No food history today. I'm excited to introduce a special guest post from one of my favorite food bloggers, and I know he is one of your favorites too. Peter from http://thekitchennoob.blogspot.com/ is a great cook. I have been a fan of Peter since I found his blog. Peter's blog is worth checking out. Now I hand my blog over to Peter.
I'm thrilled to be doing a guest post for Christine's Pantry! Of course, I wanted to present something special, and with the holidays coming up there are plenty of great dishes to choose from.
It's amazing to me, looking back, that what I remember most fondly about the holidays during my childhood is not the toys and presents, which at the time were at the top of the priority list, but the food and family gatherings. As the cook/chef in the house and as a father, I want my daughter to have similar fond memories, not of plastic toys, but of family fun and especially the food.
This will be my third year including these Lithuanian Bacon Buns as part of a new family holiday tradition. My dad's side is mostly Lithuanian, and my wife's mom's side also had a substantial Lithuanian heritage as well. Maybe that's why we like these so much, it's inherent.
We start off with a pound of bacon and a large onion, both chopped, in a heavy skillet and barely covered with water. At medium heat, boil off the water until you have a rich, brown filling.
We roll out the dough after 2 risings and cut out circles that will be our buns.
I still have yet to master the rolling technique. As seen in the picture of the finished bun my bacon filling always ends up off-center. I think I need to do more pinching and less rolling. We let these buns rise again for another hour before baking them for a quick 20 minutes. Then they're finally ready!

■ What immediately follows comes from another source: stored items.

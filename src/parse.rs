use crate::ddl::description::{DdlDescription, DropBehavior};
use crate::table::Table;

/// A DDL statement as understood by the capture step.
#[derive(Debug, Clone, PartialEq, Eq)]
pub enum ParsedDdl {
    CreateTable(DdlDescription),
    /// Targets are not resolved yet; their persistence comes from the catalog.
    DropTable {
        tables: Vec<Table>,
        if_exists: bool,
        behavior: DropBehavior,
    },
    /// Any other statement, named by its command kind.
    Unsupported(String),
}

/// One statement of the input, with its own source text.
#[derive(Debug, Clone, PartialEq, Eq)]
pub struct ParsedStatement {
    pub text: String,
    pub ddl: ParsedDdl,
}

pub trait Parse {
    fn parse_statements(&self, sql: &str) -> anyhow::Result<Vec<ParsedStatement>>;

    fn parse_ddl(&self, sql: &str) -> anyhow::Result<Vec<ParsedDdl>> {
        Ok(self
            .parse_statements(sql)?
            .into_iter()
            .map(|statement| statement.ddl)
            .collect())
    }
}
// Linearizes a decoded transaction into `BEGIN;`, one statement per change or
// captured DDL message, and `COMMIT;`.

use anyhow::Result;
use tracing::{debug, warn};

use crate::ddl::DDL_MESSAGE_PREFIX;
use crate::encode::{Relation, RowChange, encode_change};
use crate::lsn::Lsn;
use crate::output::handler::{OutputHandler, OutputOptions, OutputType, TxnContext};
use crate::output::writer::OutputWriter;

pub const BEGIN_STATEMENT: &str = "BEGIN;";
pub const COMMIT_STATEMENT: &str = "COMMIT;";

pub struct StatementFramer<W: OutputWriter> {
    writer: W,
    prefix: String,
}

impl<W: OutputWriter> StatementFramer<W> {
    pub fn new(writer: W) -> Self {
        StatementFramer {
            writer,
            prefix: DDL_MESSAGE_PREFIX.to_string(),
        }
    }

    pub fn writer(&self) -> &W {
        &self.writer
    }

    pub fn into_writer(self) -> W {
        self.writer
    }
}

impl<W: OutputWriter> OutputHandler for StatementFramer<W> {
    fn startup(&mut self, options: &mut OutputOptions) -> Result<()> {
        options.output_type = OutputType::Textual;
        Ok(())
    }

    fn begin(&mut self, txn: &TxnContext) -> Result<()> {
        self.writer.write(txn.first_lsn, BEGIN_STATEMENT.as_bytes())
    }

    fn change(
        &mut self,
        _txn: &TxnContext,
        lsn: Lsn,
        relation: &Relation,
        change: &RowChange,
    ) -> Result<()> {
        let statement = encode_change(relation, change);
        debug!(%lsn, %statement, "encoded row change");
        self.writer.write(lsn, statement.as_bytes())
    }

    fn commit(&mut self, _txn: &TxnContext, commit_lsn: Lsn) -> Result<()> {
        self.writer.write(commit_lsn, COMMIT_STATEMENT.as_bytes())
    }

    fn message(
        &mut self,
        txn: Option<&TxnContext>,
        lsn: Lsn,
        transactional: bool,
        prefix: &str,
        content: &[u8],
    ) -> Result<()> {
        if prefix != self.prefix {
            return Ok(());
        }
        if !transactional || txn.is_none() {
            warn!(%lsn, prefix, "dropping non-transactional DDL message");
            return Ok(());
        }
        self.writer.write(lsn, content)
    }
}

These buns are a savory treat, and everyone who has ever sampled them has absolutely loved them. I especially make sure to send a small batch over to my neighbor every time I make them. It's sort of a nice Thanksgiving gift too.
Thanks for reading everybody, and thank you Christine for inviting me over for a guest post! I hope you all enjoy and have wonderful holidays coming up.
This recipe is from Bernard Clayton's New Complete Book of Breads. It makes about 3 dozen or so buns.
1 lb. Bacon, finely chopped
1 large onion, finely chopped
1 C milk
½ cup butter
2 eggs, lightly stirred
4 C bread or AP flour, approximately
1 package dry yeast (about 1 Tbs if you buy in bulk like me)
1 tsp salt
¼ C sugar
1 egg yolk, beaten, mixed with 1 tsp milk (for egg wash)
- Place chopped bacon and onion in heavy skillet; barely cover the mixture with water. Place skillet over medium heat and boil off the water. In about an hour, the water will be gone and the mixture will have cooked into a rich brown filling. It will crackle and pop to announce it's done. Remove from heat. Drain the grease through a sieve and allow it to drop while it cools. When cool, chop again or run through a food processor to ensure the mixture is fine.
- In a small saucepan heat the milk and butter until the butter is melted. Don't scald. Remove from heat and add eggs when milk has cooled a little.
- Combine yeast, salt and sugar in a mixing bowl. Slowly pour the milk/egg mixture into the mixing bowl with the dry ingredients to make a batter. Begin adding flour ¼ cup at a time until it forms a rough mass that can be lifted from the bowl. Switch to the dough hook and continue adding flour until the dough under the hook cleans the sides and forms a ball around the hook. See note below
- Knead the dough by hand or by mixer for about 10 minutes
- Place dough in greased bowl, cover tightly with plastic wrap, and let rise until it doubles in size, about 45minutes.
- Punch down dough, gently, cover bowl again and let it double in size again, about 30 minutes.
- Remove dough from bowl and knead a little to press out bubbles. Roll out the dough until it's about ½” thick. Cut out circles with a 2 ¼” cutter placing the circles aside as you cut them. Repeat process until all of the dough has been used.
- With you palm flatten the circles and spoon about a teaspoon of the cooled bacon mixture in the center of each circle of dough. Draw the sides of each circle up and over the bacon. Tightly pinch the seam together, and place each bun, seam side down, on a baking sheet.
- Cover the buns with wax paper or parchment and allow to double in size, about an hour.
- Preheat the oven to 375, let the oven preheat for about 20 minutes.
- Brush the buns with the egg wash.
- Place the buns in the oven on the middle or bottom shelf. Baking takes about 20 minutes for glossy brown buns. Buns can be served warm out of the oven or frozen and reheated for later.
Note: I typically add flour until the dough no longer sticks to my hand if I touch it. You should be able to smack the dough with the palm of your hand, and while it may feel wet, it shouldn't stick to your hand when you pull it away.